Ce « boom de l'anchois » propulse rapidement Chimbote au rang de premier port mondial pour la pêche au milieu du XXe siècle.

chimbote, un port de pêchechimbote, un port de pêche
Écrit par Lancelot Soumache
Publié le 8 août 2024, mis à jour le 9 août 2024

Dans les années 50, la découverte d’une immense concentration de ressources halieutiques transforme à jamais la petite ville portuaire de Chimbote.

Cependant, l'absence de régulations pour encadrer cette pratique a engendré de nombreux problèmes. Si la surpêche a autrefois fait la richesse de Chimbote, elle est aujourd'hui à l'origine de tous ses malheurs.

« La baie est plus du tout comme elle était avant, avant on pouvait même s’y baigner » se désole Isaac, un retraité de Chimbote.

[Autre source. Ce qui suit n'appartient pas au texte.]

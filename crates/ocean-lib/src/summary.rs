//! Dataset summary handed to downstream consumers

use crate::models::CleanedDataset;
use crate::predictor::round_to;
use serde::{Deserialize, Serialize};
use std::collections::HashSet;

/// Readings at or above this depth count as surface readings (metres)
pub const SURFACE_DEPTH_M: f64 = 10.0;

#[derive(Debug, Clone, PartialEq, Serialize, Deserialize)]
pub struct DatasetSummary {
    pub region: String,
    pub num_profiles: usize,
    pub num_floats: usize,
    /// `"YYYY-MM-DD to YYYY-MM-DD"`
    pub date_range: String,
    /// Mean surface temperature, 2 decimals; `None` without surface readings
    #[serde(rename = "avg_surface_temp_C")]
    pub avg_surface_temp_c: Option<f64>,
    #[serde(rename = "avg_surface_salinity_PSU")]
    pub avg_surface_salinity_psu: Option<f64>,
    /// Deepest reading, whole metres
    pub deepest_point_m: f64,
}

impl DatasetSummary {
    /// Summarise a non-empty dataset. Returns `None` for an empty one.
    pub fn from_dataset(region_name: &str, dataset: &CleanedDataset) -> Option<Self> {
        let (start, end) = dataset.date_range()?;
        let records = dataset.records();

        let profiles: HashSet<&str> = records.iter().map(|r| r.profile_id.as_str()).collect();
        let floats: HashSet<&str> = records.iter().map(|r| r.float_id.as_str()).collect();

        let surface: Vec<_> = records
            .iter()
            .filter(|r| r.depth <= SURFACE_DEPTH_M)
            .collect();
        let mean = |values: Vec<f64>| -> Option<f64> {
            if values.is_empty() {
                None
            } else {
                Some(round_to(values.iter().sum::<f64>() / values.len() as f64, 2))
            }
        };

        let deepest = records
            .iter()
            .map(|r| r.depth)
            .fold(f64::NEG_INFINITY, f64::max);

        Some(Self {
            region: region_name.to_string(),
            num_profiles: profiles.len(),
            num_floats: floats.len(),
            date_range: format!("{} to {}", start.format("%Y-%m-%d"), end.format("%Y-%m-%d")),
            avg_surface_temp_c: mean(surface.iter().map(|r| r.temperature).collect()),
            avg_surface_salinity_psu: mean(surface.iter().map(|r| r.salinity).collect()),
            deepest_point_m: deepest.round(),
        })
    }
}

#[cfg(test)]
mod tests {
    use super::*;
    use crate::models::ObservationRecord;
    use chrono::{TimeZone, Utc};

    fn record(float_id: &str, cycle: i64, day: u32, depth: f64, temperature: f64) -> ObservationRecord {
        ObservationRecord {
            float_id: float_id.to_string(),
            cycle_number: cycle,
            date: Utc.with_ymd_and_hms(2023, 7, day, 0, 0, 0).unwrap(),
            latitude: 15.0,
            longitude: 65.0,
            depth,
            temperature,
            salinity: 35.0,
            month: 7,
            year: 2023,
            profile_id: ObservationRecord::profile_id_for(float_id, cycle),
        }
    }

    #[test]
    fn test_summary_fields() {
        let dataset = CleanedDataset::new(vec![
            record("A", 1, 3, 0.0, 28.0),
            record("A", 1, 3, 10.0, 27.0),
            record("A", 1, 3, 1200.4, 5.0),
            record("A", 2, 9, 5.0, 28.5),
            record("B", 1, 20, 500.0, 12.0),
        ]);
        let summary = DatasetSummary::from_dataset("Arabian Sea", &dataset).unwrap();

        assert_eq!(summary.region, "Arabian Sea");
        assert_eq!(summary.num_profiles, 3);
        assert_eq!(summary.num_floats, 2);
        assert_eq!(summary.date_range, "2023-07-03 to 2023-07-20");
        assert_eq!(summary.avg_surface_temp_c, Some(27.83));
        assert_eq!(summary.avg_surface_salinity_psu, Some(35.0));
        assert_eq!(summary.deepest_point_m, 1200.0);
    }

    #[test]
    fn test_no_surface_readings() {
        let dataset = CleanedDataset::new(vec![record("A", 1, 3, 200.0, 15.0)]);
        let summary = DatasetSummary::from_dataset("Deep", &dataset).unwrap();
        assert_eq!(summary.avg_surface_temp_c, None);

        let json = serde_json::to_value(&summary).unwrap();
        assert!(json["avg_surface_temp_C"].is_null());
    }

    #[test]
    fn test_empty_dataset_has_no_summary() {
        assert!(DatasetSummary::from_dataset("Empty", &CleanedDataset::default()).is_none());
    }
}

Aujourd’hui personne n’oserait y mettre un pied : le blanc du sable a tourné au noirâtre, les déchets plastiques ont remplacé les coquillages et des tubes de cuivre rouillés s’enfoncent dans la mer, obstruant certains passages. Mais pour comprendre comment on en est arrivé là, il est nécessaire de faire un petit saut dans le passé.

CHIMBOTE
Baie de Chimbote, infestée de déchets et de filets de pêches abandonnés

 

Chimbote, une croissance fulgurante

La légende raconte que dans les années 20, cette ville n'était alors habitée que par quelques centaines de personnes vivant modestement de la pêche. Un jour, des voyageurs américains de passage apprirent qu'il était possible de pêcher abondamment sans bateau dans cette région. L'expression "sin bote", signifiant "sans bateau" en espagnol, a ainsi inspiré le nom de la ville, "Chimbote". A partir de ce moment l’industrie de la pêche a connu une croissance fulgurante. Dans les années 50, l’industrie de l’anchois connait un boom historique, des habitants des montagnes migrent massivement vers Chimbote pour profiter de l’essor économique que connait la ville.

Dans les années 70, Chimbote concentrait 75% de l’industrie de la pêche du Pérou et était considéré comme le 1er port de pêche au monde en quantité de poissons pêchés. Mais cette fulgurante croissance de la pêche s’est malheureusement faite aux dépits de la biodiversité marine dû à l’absence totale de considérations environnementales.

L'expansion massive de l'industrie marine a conduit à la création de plateformes offshore où les grandes embarcations déchargent leurs prises. Celles-ci sont ensuite envoyées directement vers des infrastructures de traitement sur la côte, qui transforment le poisson pour divers usages, notamment pour produire de la farine de poisson.

CHIMBOTE
Tubes de cuivres transportant les ressources halieutiques des plateformes vers les infrastructures de transformation

À la fin du XXe siècle, l’industrie de la pêche retirait plusieurs milliers de tonnes de poissons de l’océan de manière journalière. L’épuisement de la biomasse marine a conduit inévitablement à la chute de la biodiversité et à la raréfaction des espèces qui faisait la richesse de l’industrie.

« Avant on pêchait des sardines ici, maintenant cela fait 7 ans qu’il n’y a plus une seule sardine dans les eaux de Chimbote » m’explique Isaac, un pêcheur retraité.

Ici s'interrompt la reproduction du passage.